But for women this ideal of comprehensive capacity (or common-sense) must long ago have been washed away. It must have melted in the frightful furnaces of ambition and eager technicality. A man must be partly a one-idead man, because he is a one-weaponed man – and he is flung naked into the fight. The world’s demand comes to him direct; to his wife indirectly. In short, he must (as the books on Success say) give “his best”; and what a small part of a man “his best” is! His second and third best are often much better. If he is the first violin he must fiddle for life; he must not remember that he is a fine fourth bagpipe, a fair fifteenth billiard-cue, a foil, a fountain pen, a hand at whist, a gun, and an image of God.

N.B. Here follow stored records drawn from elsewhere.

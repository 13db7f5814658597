//! Student domain model.
//!
//! # Invariants
//! - `age >= 1` and `0 <= grade <= 10` whenever validated on write.
//! - `courses` is a free-form set of course identifiers: duplicates are
//!   dropped, order is irrelevant, and identifiers are not checked against
//!   the course relation.

use super::{require_email, require_grade, require_text, EntityId, ValidationError};
use chrono::NaiveDate;
use serde::{Deserialize, Serialize};

/// Persisted student record.
///
/// Serialized with camelCase keys to match the collection file format.
#[derive(Debug, Clone, PartialEq, Serialize, Deserialize)]
#[serde(rename_all = "camelCase")]
pub struct Student {
    pub id: EntityId,
    pub name: String,
    pub age: u32,
    pub grade: f64,
    pub email: String,
    pub address: String,
    pub phone: String,
    pub enrollment_date: NaiveDate,
    #[serde(default)]
    pub courses: Vec<String>,
}

/// Write model for creating or fully replacing a student.
#[derive(Debug, Clone, PartialEq, Serialize, Deserialize)]
#[serde(rename_all = "camelCase")]
pub struct NewStudent {
    pub name: String,
    pub age: u32,
    pub grade: f64,
    pub email: String,
    pub address: String,
    pub phone: String,
    pub enrollment_date: NaiveDate,
    #[serde(default)]
    pub courses: Vec<String>,
}

/// Partial update; `None` leaves the field untouched.
#[derive(Debug, Clone, Default, PartialEq, Serialize, Deserialize)]
#[serde(rename_all = "camelCase", default)]
pub struct StudentPatch {
    pub name: Option<String>,
    pub age: Option<u32>,
    pub grade: Option<f64>,
    pub email: Option<String>,
    pub address: Option<String>,
    pub phone: Option<String>,
    pub enrollment_date: Option<NaiveDate>,
    pub courses: Option<Vec<String>>,
}

impl NewStudent {
    pub fn validate(&self) -> Result<(), ValidationError> {
        validate_fields(
            &self.name,
            self.age,
            self.grade,
            &self.email,
            &self.address,
            &self.phone,
        )
    }

    /// Binds this write model to a store-assigned id.
    pub fn into_student(self, id: EntityId) -> Student {
        Student {
            id,
            name: self.name,
            age: self.age,
            grade: self.grade,
            email: self.email,
            address: self.address,
            phone: self.phone,
            enrollment_date: self.enrollment_date,
            courses: normalize_courses(&self.courses),
        }
    }
}

impl Student {
    pub fn validate(&self) -> Result<(), ValidationError> {
        validate_fields(
            &self.name,
            self.age,
            self.grade,
            &self.email,
            &self.address,
            &self.phone,
        )
    }

    /// Returns whether `course` is one of this student's course identifiers.
    pub fn takes_course(&self, course: &str) -> bool {
        self.courses.iter().any(|item| item == course)
    }

    /// Replaces every field except `id`.
    pub fn replace_with(&mut self, fields: NewStudent) {
        let id = self.id;
        *self = fields.into_student(id);
    }

    /// Applies a partial update in place. The caller validates afterwards.
    pub fn apply_patch(&mut self, patch: StudentPatch) {
        if let Some(name) = patch.name {
            self.name = name;
        }
        if let Some(age) = patch.age {
            self.age = age;
        }
        if let Some(grade) = patch.grade {
            self.grade = grade;
        }
        if let Some(email) = patch.email {
            self.email = email;
        }
        if let Some(address) = patch.address {
            self.address = address;
        }
        if let Some(phone) = patch.phone {
            self.phone = phone;
        }
        if let Some(enrollment_date) = patch.enrollment_date {
            self.enrollment_date = enrollment_date;
        }
        if let Some(courses) = patch.courses {
            self.courses = normalize_courses(&courses);
        }
    }
}

/// Trims identifiers, drops blanks and duplicates, keeps first occurrence.
pub fn normalize_courses(courses: &[String]) -> Vec<String> {
    let mut normalized: Vec<String> = Vec::with_capacity(courses.len());
    for course in courses {
        let trimmed = course.trim();
        if trimmed.is_empty() || normalized.iter().any(|item| item == trimmed) {
            continue;
        }
        normalized.push(trimmed.to_string());
    }
    normalized
}

fn validate_fields(
    name: &str,
    age: u32,
    grade: f64,
    email: &str,
    address: &str,
    phone: &str,
) -> Result<(), ValidationError> {
    require_text("name", name)?;
    if age < 1 {
        return Err(ValidationError::AgeOutOfRange(age));
    }
    require_grade(grade)?;
    require_email(email)?;
    require_text("address", address)?;
    require_text("phone", phone)?;
    Ok(())
}

#[cfg(test)]
mod tests {
    use super::{normalize_courses, NewStudent, StudentPatch};
    use crate::model::ValidationError;
    use chrono::NaiveDate;

    fn sample() -> NewStudent {
        NewStudent {
            name: "Anna".to_string(),
            age: 20,
            grade: 8.5,
            email: "anna@uni.edu".to_string(),
            address: "1 Main St".to_string(),
            phone: "555-0100".to_string(),
            enrollment_date: NaiveDate::from_ymd_opt(2023, 9, 1).unwrap(),
            courses: vec!["math".to_string()],
        }
    }

    #[test]
    fn zero_age_is_rejected() {
        let mut student = sample();
        student.age = 0;
        assert_eq!(student.validate(), Err(ValidationError::AgeOutOfRange(0)));
    }

    #[test]
    fn patch_touches_only_given_fields() {
        let mut student = sample().into_student(7);
        student.apply_patch(StudentPatch {
            grade: Some(9.0),
            courses: Some(vec!["art".to_string(), "art".to_string()]),
            ..StudentPatch::default()
        });
        assert_eq!(student.id, 7);
        assert_eq!(student.name, "Anna");
        assert_eq!(student.grade, 9.0);
        assert_eq!(student.courses, vec!["art".to_string()]);
    }

    #[test]
    fn normalize_courses_dedupes_and_trims() {
        let courses = vec![
            " math ".to_string(),
            "".to_string(),
            "math".to_string(),
            "physics".to_string(),
        ];
        assert_eq!(
            normalize_courses(&courses),
            vec!["math".to_string(), "physics".to_string()]
        );
    }

    #[test]
    fn collection_file_shape_uses_camel_case() {
        let student = sample().into_student(1);
        let value = serde_json::to_value(&student).unwrap();
        assert_eq!(value["enrollmentDate"], "2023-09-01");
        assert_eq!(value["courses"][0], "math");
    }
}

III. THE EMANCIPATION OF DOMESTICITY
And it should be remarked in passing that this force upon a man to develop one feature has nothing to do with what is commonly called our competitive system, but would equally exist under any rationally conceivable kind of Collectivism. Unless the Socialists are frankly ready for a fall in the standard of violins, telescopes and electric lights, they must somehow create a moral demand on the individual that he shall keep up his present concentration on these things. It was only by men being in some degree specialist that there ever were any telescopes; they must certainly be in some degree specialist in order to keep them going. It is not by making a man a State wage-earner that you can prevent him thinking principally about the very difficult way he earns his wages. There is only one way to preserve in the world that high levity and that more leisurely outlook which fulfils the old vision of universalism. That is, to permit the existence of a partly protected half of humanity; a half which the harassing industrial demand troubles indeed, but only troubles indirectly. In other words, there must be in every center of humanity one human being upon a larger plan; one who does not “give her best,” but gives her all.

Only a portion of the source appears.